Tuesday, March 31, 2009
day 24-The longest day
Everyone was up early, and was nervous about our 111 mile day. Many of us had never done a century and this was 11 miles more than that!!!! We got going at the crack of dawn, and headed down Route 90. The first twenty miles were wonderful. The birds were singing and the wind was mild. The sun came up and the world was perfect. We made great time. After the first SAG stop, the wind began to pick up. It pressed against us, but was still tolerable, but the ride was getting harder. We had another SAG stop at mile forty, and then had a lunch stop, where Linda, our chef would be waiting with good nutritious and filling food for us. Those next twenty miles consisted of the same rolling hills we had had the first forty miles, but the wind continued to pick up. It was now shoving us back, slowing us down. The road was cut through some of the hills and there was a swirling and whirling around us. As we moved onto the open road, we got a cross gust from the east an the the west.

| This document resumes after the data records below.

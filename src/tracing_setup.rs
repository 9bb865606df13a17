use eyre::{Result, WrapErr};
use tracing_subscriber::{EnvFilter, Registry, layer::SubscriberExt, util::SubscriberInitExt};

use crate::config::LogConfig;

/// Initialize logging from the `log` section. `RUST_LOG`, when set, takes
/// precedence over the configured level.
pub fn init_tracing(config: &LogConfig) -> Result<()> {
    let env_filter = match EnvFilter::try_from_default_env() {
        Ok(filter) => filter,
        Err(_) => EnvFilter::try_new(&config.level)
            .wrap_err_with(|| format!("Invalid log level: {}", config.level))?,
    };

    let fmt_layer = tracing_subscriber::fmt::layer()
        .with_target(true)
        .with_file(true)
        .with_line_number(true);

    if config.json {
        Registry::default()
            .with(env_filter)
            .with(
                fmt_layer
                    .json()
                    .with_current_span(true)
                    .with_span_list(false),
            )
            .try_init()
            .wrap_err("Failed to install tracing subscriber")?;
    } else {
        Registry::default()
            .with(env_filter)
            .with(fmt_layer.pretty().with_ansi(true))
            .try_init()
            .wrap_err("Failed to install tracing subscriber")?;
    }

    tracing::debug!(level = %config.level, json = config.json, "Logging initialized");
    Ok(())
}

/// Create a request-scoped tracing span
pub fn create_request_span(method: &str, path: &str, trace_id: &str) -> tracing::Span {
    tracing::info_span!(
        "request",
        http.method = method,
        http.path = path,
        trace_id = trace_id,
        http.status_code = tracing::field::Empty,
        duration_ms = tracing::field::Empty,
    )
}

/// Create the span wrapping one upstream call
pub fn create_backend_span(backend_url: &str, method: &str, path: &str) -> tracing::Span {
    tracing::info_span!(
        "backend_request",
        backend.url = backend_url,
        http.method = method,
        http.path = path,
        http.status_code = tracing::field::Empty,
    )
}

#[cfg(test)]
mod tests {
    use super::*;

    #[test]
    fn test_create_request_span() {
        let span = create_request_span("GET", "/v1/properties", "req-123");
        assert_eq!(span.metadata().map(|m| m.name()), Some("request"));
    }

    #[test]
    fn test_create_backend_span() {
        let span = create_backend_span("http://property:4002", "POST", "/api/properties");
        assert_eq!(span.metadata().map(|m| m.name()), Some("backend_request"));
    }
}
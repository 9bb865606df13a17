//! Caller address used as the rate-limit key for IP-keyed limiters.
//!
//! The first `X-Forwarded-For` entry is client-controlled unless something in
//! front rewrites it. The gateway assumes it runs behind a trusted edge proxy
//! (load balancer or ingress) that overwrites `X-Forwarded-For` and
//! `X-Real-IP` with the address it saw. Exposed directly, a caller can pick
//! its own limiter key by sending a fresh header per request.
use std::net::SocketAddr;

use http::HeaderMap;

/// Key used when neither headers nor the socket identify the caller.
pub const UNKNOWN_CLIENT: &str = "unknown";

/// Resolve the client address: first `X-Forwarded-For` entry, then
/// `X-Real-IP`, then the peer socket address.
pub fn client_ip(headers: &HeaderMap, peer: Option<SocketAddr>) -> String {
    let forwarded = headers
        .get("x-forwarded-for")
        .and_then(|value| value.to_str().ok())
        .and_then(|value| value.split(',').next())
        .map(str::trim)
        .filter(|ip| !ip.is_empty());
    if let Some(ip) = forwarded {
        return ip.to_string();
    }

    let real_ip = headers
        .get("x-real-ip")
        .and_then(|value| value.to_str().ok())
        .map(str::trim)
        .filter(|ip| !ip.is_empty());
    if let Some(ip) = real_ip {
        return ip.to_string();
    }

    peer.map(|addr| addr.ip().to_string())
        .unwrap_or_else(|| UNKNOWN_CLIENT.to_string())
}

#[cfg(test)]
mod tests {
    use http::HeaderValue;

    use super::*;

    fn peer() -> Option<SocketAddr> {
        Some("192.0.2.10:40000".parse().unwrap())
    }

    #[test]
    fn test_first_forwarded_entry_wins() {
        let mut headers = HeaderMap::new();
        headers.insert(
            "x-forwarded-for",
            HeaderValue::from_static(" 203.0.113.5 , 10.0.0.1"),
        );
        headers.insert("x-real-ip", HeaderValue::from_static("198.51.100.1"));
        assert_eq!(client_ip(&headers, peer()), "203.0.113.5");
    }

    #[test]
    fn test_real_ip_then_peer_then_unknown() {
        let mut headers = HeaderMap::new();
        headers.insert("x-real-ip", HeaderValue::from_static("198.51.100.1"));
        assert_eq!(client_ip(&headers, peer()), "198.51.100.1");

        assert_eq!(client_ip(&HeaderMap::new(), peer()), "192.0.2.10");
        assert_eq!(client_ip(&HeaderMap::new(), None), UNKNOWN_CLIENT);
    }

    #[test]
    fn test_empty_forwarded_header_is_ignored() {
        let mut headers = HeaderMap::new();
        headers.insert("x-forwarded-for", HeaderValue::from_static(""));
        assert_eq!(client_ip(&headers, peer()), "192.0.2.10");
    }
}
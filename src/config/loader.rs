use std::path::Path;

use config::{Config, Environment, File, FileFormat};
use eyre::{Context, Result};

use crate::config::models::GatewayConfig;

/// Prefix for environment overrides, e.g. `GATEWAY__AUTH__JWT_SECRET`.
pub const ENV_PREFIX: &str = "GATEWAY";

/// Load configuration from a file using the config crate, layered with
/// `GATEWAY__*` environment overrides.
/// Supports multiple formats: YAML, JSON, TOML.
pub async fn load_config(config_path: &str) -> Result<GatewayConfig> {
    load_config_sync(config_path)
}

/// Load configuration synchronously
pub fn load_config_sync(config_path: &str) -> Result<GatewayConfig> {
    let config_path = Path::new(config_path);

    // Determine file format based on extension
    let format = match config_path.extension().and_then(|ext| ext.to_str()) {
        Some("yaml") | Some("yml") => FileFormat::Yaml,
        Some("json") => FileFormat::Json,
        Some("toml") => FileFormat::Toml,
        _ => FileFormat::Yaml, // Default to YAML
    };

    let settings = Config::builder()
        .add_source(File::new(
            config_path
                .to_str()
                .ok_or_else(|| eyre::eyre!("Invalid UTF-8 path: {}", config_path.display()))?,
            format,
        ))
        .add_source(
            Environment::with_prefix(ENV_PREFIX)
                .separator("__")
                .try_parsing(true),
        )
        .build()
        .with_context(|| format!("Failed to build config from {}", config_path.display()))?;

    let gateway_config: GatewayConfig = settings.try_deserialize().with_context(|| {
        format!(
            "Failed to deserialize config from {}",
            config_path.display()
        )
    })?;

    Ok(gateway_config)
}
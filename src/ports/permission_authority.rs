use async_trait::async_trait;

/// PermissionAuthority defines the port (interface) to the remote policy
/// authority consulted by permission-restricted routes.
///
/// Implementations must resolve every failure (transport error, timeout,
/// unexpected status or body) to `false`: the boundary is fail-closed and a
/// denial by timeout is indistinguishable from a denial by policy.
#[async_trait]
pub trait PermissionAuthority: Send + Sync + 'static {
    /// Ask whether `user_id` holds `permission`
    async fn check(&self, user_id: &str, permission: &str) -> bool;
}
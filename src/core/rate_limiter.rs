//! Fixed-window rate limiting.
//!
//! [`RateLimiter`] counts requests per key in fixed windows through a
//! [`RateLimitStore`] and turns the resulting count into a
//! [`RateLimitDecision`]. Three policies exist, one per
//! [`RateLimitClass`]: the default limiter sees every proxied request, the
//! auth and webhook limiters additionally guard the routes tagged with them.
//!
//! The limiter fails open: a store error admits the request without
//! rate-limit headers. The permission authority fails closed; the two
//! policies differ on purpose.
use std::{
    sync::Arc,
    time::{Duration, SystemTime, UNIX_EPOCH},
};

use http::{HeaderMap, HeaderName, HeaderValue, header::RETRY_AFTER};
use serde_json::Value;
use tokio::task::JoinHandle;

use crate::{
    config::{RateLimitClass, RateLimitPolicyConfig, RateLimitsConfig},
    metrics,
    ports::rate_limit_store::RateLimitStore,
    utils::graceful_shutdown::ShutdownToken,
};

pub const X_RATELIMIT_LIMIT: HeaderName = HeaderName::from_static("x-ratelimit-limit");
pub const X_RATELIMIT_REMAINING: HeaderName = HeaderName::from_static("x-ratelimit-remaining");
pub const X_RATELIMIT_RESET: HeaderName = HeaderName::from_static("x-ratelimit-reset");

/// JSON body fields that identify the caller on login-type endpoints, in
/// lookup order.
const LOGIN_IDENTIFIER_FIELDS: [&str; 3] = ["email", "phone", "identifier"];

/// Outcome of one `admit` call.
#[derive(Debug, Clone, Copy, PartialEq, Eq)]
pub enum RateLimitDecision {
    Allowed {
        limit: u64,
        remaining: u64,
        /// Window end, epoch seconds.
        reset_at_secs: u64,
    },
    Denied {
        limit: u64,
        reset_at_secs: u64,
        retry_after_secs: u64,
    },
    /// The store failed; the request is admitted and carries no headers.
    Unavailable,
}

impl RateLimitDecision {
    pub fn is_denied(&self) -> bool {
        matches!(self, RateLimitDecision::Denied { .. })
    }

    /// Write `X-RateLimit-*` (and `Retry-After` on denial) into `headers`.
    pub fn apply_headers(&self, headers: &mut HeaderMap) {
        match *self {
            RateLimitDecision::Allowed {
                limit,
                remaining,
                reset_at_secs,
            } => {
                headers.insert(X_RATELIMIT_LIMIT, HeaderValue::from(limit));
                headers.insert(X_RATELIMIT_REMAINING, HeaderValue::from(remaining));
                headers.insert(X_RATELIMIT_RESET, HeaderValue::from(reset_at_secs));
            }
            RateLimitDecision::Denied {
                limit,
                reset_at_secs,
                retry_after_secs,
            } => {
                headers.insert(X_RATELIMIT_LIMIT, HeaderValue::from(limit));
                headers.insert(X_RATELIMIT_REMAINING, HeaderValue::from(0u64));
                headers.insert(X_RATELIMIT_RESET, HeaderValue::from(reset_at_secs));
                headers.insert(RETRY_AFTER, HeaderValue::from(retry_after_secs));
            }
            RateLimitDecision::Unavailable => {}
        }
    }
}

pub struct RateLimiter {
    store: Arc<dyn RateLimitStore>,
    policies: RateLimitsConfig,
}

impl RateLimiter {
    pub fn new(store: Arc<dyn RateLimitStore>, policies: RateLimitsConfig) -> Self {
        Self { store, policies }
    }

    pub fn policy(&self, class: RateLimitClass) -> RateLimitPolicyConfig {
        match class {
            RateLimitClass::Default => self.policies.default,
            RateLimitClass::Auth => self.policies.auth,
            RateLimitClass::Webhook => self.policies.webhook,
        }
    }

    /// Count one request for `subject` under the policy of `class`. Keys are
    /// namespaced per class so limiters never share buckets.
    pub async fn admit_class(&self, class: RateLimitClass, subject: &str) -> RateLimitDecision {
        let key = format!("{}:{}", class.as_str(), subject);
        let decision = self.admit(&key, self.policy(class)).await;
        match decision {
            RateLimitDecision::Denied { .. } => {
                metrics::increment_rate_limit_denied(class.as_str());
                tracing::warn!(limiter = class.as_str(), key = %key, "Rate limit exceeded");
            }
            RateLimitDecision::Unavailable => {
                metrics::increment_rate_limit_store_error(class.as_str());
            }
            RateLimitDecision::Allowed { .. } => {}
        }
        decision
    }

    pub async fn admit(&self, key: &str, policy: RateLimitPolicyConfig) -> RateLimitDecision {
        self.admit_at(key, policy, now_ms()).await
    }

    /// `admit` against an explicit clock reading, epoch milliseconds.
    pub async fn admit_at(
        &self,
        key: &str,
        policy: RateLimitPolicyConfig,
        now_ms: u64,
    ) -> RateLimitDecision {
        let state = match self
            .store
            .hit(key, policy.window_ms, policy.max, now_ms)
            .await
        {
            Ok(state) => state,
            Err(e) => {
                tracing::error!(key = %key, error = %e, "Rate limit store failed, admitting request");
                return RateLimitDecision::Unavailable;
            }
        };

        let reset_at_ms = state.window_start_ms.saturating_add(policy.window_ms);
        let reset_at_secs = reset_at_ms.div_ceil(1000);

        if state.count > policy.max {
            let retry_after_secs = reset_at_ms.saturating_sub(now_ms).div_ceil(1000).max(1);
            RateLimitDecision::Denied {
                limit: policy.max,
                reset_at_secs,
                retry_after_secs,
            }
        } else {
            RateLimitDecision::Allowed {
                limit: policy.max,
                remaining: policy.max.saturating_sub(state.count),
                reset_at_secs,
            }
        }
    }

    /// Evict elapsed buckets; returns how many were removed.
    pub async fn sweep(&self) -> usize {
        self.sweep_at(now_ms()).await
    }

    pub async fn sweep_at(&self, now_ms: u64) -> usize {
        let evicted = self.store.sweep(now_ms).await;
        let live = self.store.len();
        metrics::set_rate_limit_buckets(live);
        if evicted > 0 {
            tracing::debug!(evicted, live, "Swept expired rate limit buckets");
        }
        evicted
    }

    pub fn active_buckets(&self) -> usize {
        self.store.len()
    }

    /// Run the periodic sweep until `shutdown` fires.
    pub fn spawn_sweeper(
        self: Arc<Self>,
        interval: Duration,
        mut shutdown: ShutdownToken,
    ) -> JoinHandle<()> {
        tokio::spawn(async move {
            let mut ticker = tokio::time::interval(interval);
            // The first tick completes immediately.
            ticker.tick().await;
            loop {
                tokio::select! {
                    _ = ticker.tick() => {
                        self.sweep().await;
                    }
                    reason = shutdown.wait_for_shutdown() => {
                        tracing::info!("Rate limit sweeper stopping: {:?}", reason);
                        break;
                    }
                }
            }
        })
    }
}

/// Pull the login identifier out of a JSON request body. Non-JSON bodies,
/// non-object payloads and empty or non-string values yield `None`.
pub fn login_identifier(body: &[u8]) -> Option<String> {
    let value: Value = serde_json::from_slice(body).ok()?;
    let object = value.as_object()?;
    LOGIN_IDENTIFIER_FIELDS.iter().find_map(|field| {
        object
            .get(*field)
            .and_then(Value::as_str)
            .map(str::trim)
            .filter(|id| !id.is_empty())
            .map(str::to_ascii_lowercase)
    })
}

pub fn now_ms() -> u64 {
    SystemTime::now()
        .duration_since(UNIX_EPOCH)
        .map(|d| d.as_millis() as u64)
        .unwrap_or_default()
}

The road surface of the shoulder was rough chip seal. The traffic was usually considerate, but occasionally heedless, and so most of us stayed on the shoulder. As we moved forward the wind whistled and howled so that communication was impossible, and you couldn't even hear trucks from behind. Of course being on the shoulder, which was very wide, kept us safe. I ended up singing songs to myself to keep my cadence and spirits up. In spite of the wind, I liked the scenery, when I braved looking around. I finally came to lunch. The food was great, but the thought of 51 more miles into the wind was intimidating. Now, you may ask just how strong the wind was, and I can only guess. One of the women, who routinely rides in twenty mph winds was estimating that it was thirty with stronger gusts. I can tell you that on the downhills we had, you had to continue to pedal hard to keep moving. Uphill, in the lee ofthe wind was actually almost easier. The next eighty miles went by, pedal stroke, by pedal stroke. It seemed endless. Hands vibrating, howling wind, feet vibrating, seat jostling in the road surface. Hill after hill, climbing pedaling down to keep going, then up again, cross winds pushing you one way then the other and toward the road.
After eighty the SAG was there every five miles. A lot of the women called it quits at sixty, and believe me they had already had a very, very hard ride. I was with a group determined to complete the ride, but my personal goal was to get to a century...my first.
We kept going those last twenty miles. I realized, that in spite of drinking lots and lots of water (well over eighty ounces) plus a waterbottle of gatorade, I was very dry. I was unbelievably tired.
Finally, I hit the hundred mile point. I cheered the others on and collapsed into the SAG wagon, exhausted. My first century at half a century old, was a tough one. Later at dinner, several seasoned cyclist told me that that would be the hardest century I would ever do....and it was more like one and a half or two centuries. I don't know about that, but it was an accomplishment that I am proud of. I wish I had had the fortitude to continue...I was SO proud of those who did all 111 miles. Six of the twenty one women made that distance.